**Required action**
Once you have checked the records that follow, state how many of their lines hold "over", giving the number only.

Excerpted data Block Start

//! Ordered key-value store.
//!
//! The set format repeats keys freely (`card`, `keyword`, `symbol part`,
//! ...) and the order of repeated keys is meaningful, so the store is an
//! insertion-ordered list of entries rather than a map.
//!
//! Lookups go through a key index that is built lazily on first use. Pushes
//! keep an existing index up to date; removals drop it so the next lookup
//! rebuilds it.
//!
//! ## Extraction
//!
//! Callers that know some of the fields consume them with the destructive
//! operations ([`Store::remove_first`], [`Store::take_first`],
//! [`Store::remove_all`]) and keep whatever is left as passthrough data.
//! [`Store::remainder`] does the same without touching the original.

use std::slice;
use std::sync::OnceLock;
use std::vec;

use rustc_hash::FxHashMap;
use serde::{Deserialize, Serialize};
use smallvec::SmallVec;

use super::value::{FromValue, Value};

type KeyIndex = FxHashMap<String, SmallVec<[usize; 4]>>;

/// One `(key, value)` pair of a [`Store`].
#[derive(Clone, Debug, PartialEq, Serialize, Deserialize)]
pub struct Entry {
    pub key: String,
    pub value: Value,
}

/// Insertion-ordered multimap from titles to typed values.
///
/// ## Example
///
/// ```
/// use mse_set::{Store, Value};
///
/// let mut store = Store::new();
/// store.push("keyword", "Flying");
/// store.push("game", "magic");
/// store.push("keyword", "Haste");
///
/// assert_eq!(store.get_first::<String>("game").map(String::as_str), Some("magic"));
/// assert_eq!(store.find_all("keyword").count(), 2);
///
/// let keywords = store.remove_all("keyword");
/// assert_eq!(keywords[0], Value::from("Flying"));
/// assert_eq!(store.len(), 1);
/// ```
#[derive(Clone, Debug, Default, Serialize, Deserialize)]
#[serde(transparent)]
pub struct Store {
    entries: Vec<Entry>,
    #[serde(skip)]
    index: OnceLock<KeyIndex>,
}

impl Store {
    /// Create an empty store.
    #[must_use]
    pub fn new() -> Self {
        Self::default()
    }

    /// Create an empty store with room for `capacity` entries.
    #[must_use]
    pub fn with_capacity(capacity: usize) -> Self {
        Self {
            entries: Vec::with_capacity(capacity),
            index: OnceLock::new(),
        }
    }

    /// Number of entries, counting repeated keys separately.
    #[must_use]
    pub fn len(&self) -> usize {
        self.entries.len()
    }

    /// Check if the store has no entries.
    #[must_use]
    pub fn is_empty(&self) -> bool {
        self.entries.is_empty()
    }

    /// Append an entry after all existing ones.
    pub fn push(&mut self, key: impl Into<String>, value: impl Into<Value>) {
        let key = key.into();
        if let Some(index) = self.index.get_mut() {
            index.entry(key.clone()).or_default().push(self.entries.len());
        }
        self.entries.push(Entry {
            key,
            value: value.into(),
        });
    }

    /// First value stored under `key`, of any kind.
    #[must_use]
    pub fn get(&self, key: &str) -> Option<&Value> {
        let pos = *self.positions(key).first()?;
        Some(&self.entries[pos].value)
    }

    /// First value stored under `key`, if it has type `T`.
    ///
    /// Returns `None` when the key is missing and also when the first
    /// entry for the key holds a different kind of value.
    #[must_use]
    pub fn get_first<T: FromValue>(&self, key: &str) -> Option<&T> {
        self.get(key).and_then(T::from_ref)
    }

    /// First value under `key` as text.
    #[must_use]
    pub fn get_str(&self, key: &str) -> Option<&str> {
        self.get(key).and_then(Value::as_str)
    }

    /// Check if any entry has this key.
    #[must_use]
    pub fn contains_key(&self, key: &str) -> bool {
        !self.positions(key).is_empty()
    }

    /// All values under `key`, in source order.
    pub fn find_all<'a>(&'a self, key: &str) -> impl Iterator<Item = &'a Value> + 'a {
        self.positions(key)
            .iter()
            .map(move |&pos| &self.entries[pos].value)
    }

    /// Remove and return the first value under `key`.
    pub fn remove_first(&mut self, key: &str) -> Option<Value> {
        let pos = *self.positions(key).first()?;
        let entry = self.entries.remove(pos);
        self.index.take();
        Some(entry.value)
    }

    /// Remove and return the first value under `key` if it has type `T`.
    ///
    /// A value of another kind is left in place.
    pub fn take_first<T: FromValue>(&mut self, key: &str) -> Option<T> {
        let pos = *self.positions(key).first()?;
        T::from_ref(&self.entries[pos].value)?;
        let entry = self.entries.remove(pos);
        self.index.take();
        T::from_value(entry.value).ok()
    }

    /// Remove every value under `key`, returning them in source order.
    pub fn remove_all(&mut self, key: &str) -> Vec<Value> {
        if !self.contains_key(key) {
            return Vec::new();
        }

        let (taken, kept): (Vec<Entry>, Vec<Entry>) = std::mem::take(&mut self.entries)
            .into_iter()
            .partition(|e| e.key == key);
        self.entries = kept;
        self.index.take();
        taken.into_iter().map(|e| e.value).collect()
    }

    /// A fresh store holding every entry whose key is not in `consumed`.
    ///
    /// `self` is left untouched.
    #[must_use]
    pub fn remainder(&self, consumed: &[&str]) -> Store {
        self.entries
            .iter()
            .filter(|e| !consumed.contains(&e.key.as_str()))
            .cloned()
            .collect()
    }

    /// Iterate over entries in order.
    pub fn iter(&self) -> slice::Iter<'_, Entry> {
        self.entries.iter()
    }

    /// Iterate over keys in order, repeated keys included.
    pub fn keys(&self) -> impl Iterator<Item = &str> {
        self.entries.iter().map(|e| e.key.as_str())
    }

    /// All entries as a slice.
    #[must_use]
    pub fn entries(&self) -> &[Entry] {
        &self.entries
    }

    fn positions(&self, key: &str) -> &[usize] {
        self.index
            .get_or_init(|| build_index(&self.entries))
            .get(key)
            .map_or(&[], |p| p.as_slice())
    }
}

fn build_index(entries: &[Entry]) -> KeyIndex {
    let mut index = KeyIndex::default();
    for (pos, entry) in entries.iter().enumerate() {
        index.entry(entry.key.clone()).or_default().push(pos);
    }
    index
}

// The index is a cache; equality only looks at entries.
impl PartialEq for Store {
    fn eq(&self, other: &Self) -> bool {
        self.entries == other.entries
    }
}

impl<K: Into<String>, V: Into<Value>> FromIterator<(K, V)> for Store {
    fn from_iter<I: IntoIterator<Item = (K, V)>>(iter: I) -> Self {
        let mut store = Store::new();
        store.extend(iter);
        store
    }
}

impl FromIterator<Entry> for Store {
    fn from_iter<I: IntoIterator<Item = Entry>>(iter: I) -> Self {
        Self {
            entries: iter.into_iter().collect(),
            index: OnceLock::new(),
        }
    }
}

impl<K: Into<String>, V: Into<Value>> Extend<(K, V)> for Store {
    fn extend<I: IntoIterator<Item = (K, V)>>(&mut self, iter: I) {
        for (key, value) in iter {
            self.push(key, value);
        }
    }
}

impl IntoIterator for Store {
    type Item = Entry;
    type IntoIter = vec::IntoIter<Entry>;

    fn into_iter(self) -> Self::IntoIter {
        self.entries.into_iter()
    }
}

impl<'a> IntoIterator for &'a Store {
    type Item = &'a Entry;
    type IntoIter = slice::Iter<'a, Entry>;

    fn into_iter(self) -> Self::IntoIter {
        self.entries.iter()
    }
}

Excerpted data Block End

**Your response**
2